## Records to process
◇ ◇ ◇ ◇

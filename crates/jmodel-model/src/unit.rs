//! Compilation units: one parsed source file with its package, imports and top-level types.

use std::fmt;
use std::hash::{Hash, Hasher};
use std::path::Path;
use std::sync::{Arc, OnceLock};

use jmodel_syntax::Span;
use serde::Serialize;

use crate::env::state::{SourceTypeLoc, SourceUnit};
use crate::env::{CompileError, Ctx, LookupEnvironment};
use crate::key::UnitKey;
use crate::types::Type;

#[derive(Clone)]
pub struct CompilationUnit(Arc<UnitData>);

struct UnitData {
    ctx: Ctx,
    unit: Arc<SourceUnit>,
    key: UnitKey,
    imports: OnceLock<Vec<Import>>,
    types: OnceLock<Vec<Type>>,
}

/// An import declaration, in written form.
#[derive(Debug, Clone, PartialEq, Eq, Hash, Serialize)]
pub struct Import {
    /// Dotted path without the trailing `.*`.
    pub path: String,
    pub is_static: bool,
    pub is_on_demand: bool,
    pub range: Span,
}

impl Import {
    /// Last path segment; `None` for on-demand imports.
    pub fn simple_name(&self) -> Option<&str> {
        if self.is_on_demand {
            return None;
        }
        Some(self.path.rsplit('.').next().unwrap_or(&self.path))
    }
}

impl fmt::Display for Import {
    fn fmt(&self, f: &mut fmt::Formatter<'_>) -> fmt::Result {
        f.write_str("import ")?;
        if self.is_static {
            f.write_str("static ")?;
        }
        f.write_str(&self.path)?;
        if self.is_on_demand {
            f.write_str(".*")?;
        }
        f.write_str(";")
    }
}

impl CompilationUnit {
    pub(crate) fn new(ctx: Ctx, unit: Arc<SourceUnit>) -> CompilationUnit {
        let key = UnitKey {
            package: unit.package.clone(),
            main_type: unit.main_type_name(),
        };
        CompilationUnit(Arc::new(UnitData {
            ctx,
            unit,
            key,
            imports: OnceLock::new(),
            types: OnceLock::new(),
        }))
    }

    pub fn path(&self) -> &Path {
        &self.0.unit.path
    }

    pub fn text(&self) -> &str {
        &self.0.unit.text
    }

    /// Empty for the default package.
    pub fn package_name(&self) -> &str {
        &self.0.unit.package
    }

    pub fn environment(&self) -> LookupEnvironment {
        self.0.ctx.env.clone()
    }

    pub fn is_stale(&self) -> bool {
        self.0.ctx.is_stale()
    }

    pub fn key(&self) -> &UnitKey {
        &self.0.key
    }

    /// Imports in declaration order.
    pub fn imports(&self) -> &[Import] {
        self.0.imports.get_or_init(|| {
            self.0
                .unit
                .ast
                .imports
                .iter()
                .map(|import| Import {
                    path: import.path.clone(),
                    is_static: import.is_static,
                    is_on_demand: import.is_star,
                    range: import.range,
                })
                .collect()
        })
    }

    pub fn import(&self, index: usize) -> Option<&Import> {
        self.imports().get(index)
    }

    /// The single-type or single-static import that brings `simple_name` into scope.
    pub fn import_named(&self, simple_name: &str) -> Option<&Import> {
        self.imports()
            .iter()
            .find(|import| import.simple_name() == Some(simple_name))
    }

    /// Top-level types in declaration order.
    pub fn types(&self) -> &[Type] {
        self.0.types.get_or_init(|| {
            (0..self.0.unit.ast.types.len())
                .filter_map(|index| SourceTypeLoc::top_level(&self.0.unit, index))
                .map(|loc| Type::source(self.0.ctx.clone(), loc))
                .collect()
        })
    }

    /// The public top-level type, else the first one.
    pub fn main_type(&self) -> Option<Type> {
        self.types()
            .iter()
            .find(|ty| ty.name() == self.0.key.main_type)
            .cloned()
    }

    /// A top-level type by simple name, else the first member type with that name, searching
    /// nested types depth-first in declaration order.
    pub fn find_type(&self, simple_name: &str) -> Option<Type> {
        fn search(types: &[Type], simple_name: &str) -> Option<Type> {
            types.iter().find_map(|ty| {
                ty.member_types()
                    .iter()
                    .find(|member| member.name() == simple_name)
                    .cloned()
                    .or_else(|| search(ty.member_types(), simple_name))
            })
        }

        let types = self.types();
        types
            .iter()
            .find(|ty| ty.name() == simple_name)
            .cloned()
            .or_else(|| search(types, simple_name))
    }

    /// Syntax errors of the whole file.
    pub fn parse_errors(&self) -> Vec<CompileError> {
        self.0
            .unit
            .errors
            .iter()
            .map(|error| CompileError {
                message: error.message.clone(),
                range: error.range,
            })
            .collect()
    }
}

impl PartialEq for CompilationUnit {
    fn eq(&self, other: &Self) -> bool {
        self.0.key == other.0.key
    }
}

impl Eq for CompilationUnit {}

impl Hash for CompilationUnit {
    fn hash<H: Hasher>(&self, state: &mut H) {
        self.0.key.hash(state);
    }
}

impl fmt::Debug for CompilationUnit {
    fn fmt(&self, f: &mut fmt::Formatter<'_>) -> fmt::Result {
        f.debug_struct("CompilationUnit")
            .field("key", &self.0.key)
            .field("path", &self.0.unit.path)
            .finish()
    }
}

◇ ◇ ◇ ◇

Check each line of the records above for the word "declaration" and report how many lines have it, as a number only.

## Reply to the exercise
4